So You Want to Grow Veggies Organically AND Be a Vegan?
Posted: April 22, 2012 Filed under: Gardening, Non-Toxic Choices 1 CommentWhat do plants eat? They eat dead animals; that’s the problem. For me that was a horrifying realization. You want to be an organic gardener, of course, so you keep reading ‘Feed the soil, feed the soil, feed the soil…’
Alright. Well what does the soil want to eat? Well, it wants manure, and it wants urine, and it wants blood meal and bone meal. And I…could not face that. I wanted my garden to be pure and death-free. It didn’t matter what I wanted: plants wanted those things; they needed those things to grow…
So, I sort of played a moral hide-and-seek in my mind. I was left with this realization that I could eat an animal directly, or I could pass an animal through a plant and then eat it, but either way there were animals involved in this process. I could not remove animals from the equation.
I had to accept on some level that there was a cycle here, and it was very ancient, and ultimately very spiritual. It was really hard for me to accept the ‘death’ part of that equation. Years. It took me years to finally face it. But there wasn’t any way out of it if I was going to grow things.

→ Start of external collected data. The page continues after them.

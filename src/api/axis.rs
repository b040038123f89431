use crate::core::{AxisScale, PlotGeometry, format_tick};
use crate::render::{Color, LayerPrimitives, LinePrimitive, TextHAlign, TextPrimitive};

use super::PlotConfig;

pub(super) const AXIS_TICK_SIZE_PX: f64 = 6.0;
pub(super) const AXIS_TICK_PADDING_PX: f64 = 3.0;
pub(super) const AXIS_STROKE_WIDTH_PX: f64 = 1.0;

/// Styling shared by both axes.
#[derive(Debug, Clone, Copy, PartialEq)]
pub(super) struct AxisStyle {
    pub tick_count: usize,
    pub tick_font_size_px: f64,
    pub label_font_size_px: f64,
    pub color: Color,
    pub text_color: Color,
}

impl AxisStyle {
    pub(super) fn from_config(config: &PlotConfig) -> Self {
        Self {
            tick_count: config.tick_count,
            tick_font_size_px: config.tick_font_size_px,
            label_font_size_px: config.label_font_size_px,
            color: config.axis_color,
            text_color: config.text_color,
        }
    }
}

/// Horizontal axis along the bottom edge of the plot area.
pub(super) fn push_bottom_axis(
    layer: &mut LayerPrimitives,
    scale: AxisScale,
    geometry: PlotGeometry,
    style: AxisStyle,
) {
    let (range_start, range_end) = scale.range();
    let baseline = geometry.height;
    layer.push_line(LinePrimitive::new(
        range_start,
        baseline,
        range_end,
        baseline,
        AXIS_STROKE_WIDTH_PX,
        style.color,
    ));

    let step = scale.tick_step(style.tick_count);
    // Tick text baseline sits about 0.71em under the top of the glyphs.
    let text_y =
        baseline + AXIS_TICK_SIZE_PX + AXIS_TICK_PADDING_PX + style.tick_font_size_px * 0.71;
    for tick in scale.ticks(style.tick_count) {
        let x = scale.map(tick);
        layer.push_line(LinePrimitive::new(
            x,
            baseline,
            x,
            baseline + AXIS_TICK_SIZE_PX,
            AXIS_STROKE_WIDTH_PX,
            style.color,
        ));
        layer.push_text(TextPrimitive::new(
            format_tick(tick, step),
            x,
            text_y,
            style.tick_font_size_px,
            style.text_color,
            TextHAlign::Center,
        ));
    }
}

/// Vertical axis along the left edge of the plot area.
pub(super) fn push_left_axis(layer: &mut LayerPrimitives, scale: AxisScale, style: AxisStyle) {
    let (range_start, range_end) = scale.range();
    layer.push_line(LinePrimitive::new(
        0.0,
        range_start,
        0.0,
        range_end,
        AXIS_STROKE_WIDTH_PX,
        style.color,
    ));

    let step = scale.tick_step(style.tick_count);
    let text_x = -(AXIS_TICK_SIZE_PX + AXIS_TICK_PADDING_PX);
    for tick in scale.ticks(style.tick_count) {
        let y = scale.map(tick);
        layer.push_line(LinePrimitive::new(
            -AXIS_TICK_SIZE_PX,
            y,
            0.0,
            y,
            AXIS_STROKE_WIDTH_PX,
            style.color,
        ));
        layer.push_text(TextPrimitive::new(
            format_tick(tick, step),
            text_x,
            y + style.tick_font_size_px * 0.32,
            style.tick_font_size_px,
            style.text_color,
            TextHAlign::Right,
        ));
    }
}

/// Metric name centred under the x axis.
pub(super) fn push_bottom_title(
    layer: &mut LayerPrimitives,
    title: &str,
    geometry: PlotGeometry,
    offset_px: f64,
    style: AxisStyle,
) {
    layer.push_text(TextPrimitive::new(
        title,
        geometry.width / 2.0,
        geometry.height + geometry.margins.top + offset_px,
        style.label_font_size_px,
        style.text_color,
        TextHAlign::Center,
    ));
}

/// Metric name rotated a quarter turn and centred beside the y axis.
pub(super) fn push_left_title(
    layer: &mut LayerPrimitives,
    title: &str,
    geometry: PlotGeometry,
    style: AxisStyle,
) {
    layer.push_text(
        TextPrimitive::new(
            title,
            -geometry.margins.left + style.label_font_size_px,
            geometry.height / 2.0,
            style.label_font_size_px,
            style.text_color,
            TextHAlign::Center,
        )
        .with_rotation(-90.0),
    );
}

Lierre Keith, on gardening as a vegan; October 8, 2009 on Underground Wellness Radio
Photo from 
I think this is one of the most fascinating things about nature–that all life comes from death. Death is necessary. Death is natural. The cells of our body are constantly dying and being replaced. And from the perspective of the earth as a whole, each human being is just a cell that dies so another can replace it.
When I slaughtered chickens for the first time, I learned a lesson about my own mortality. Watching the chickens suffer and die, I became acutely aware that one day, perhaps not too far in the future, I would make the same passage. I just hope that my body will feed other organisms as that chicken fed me.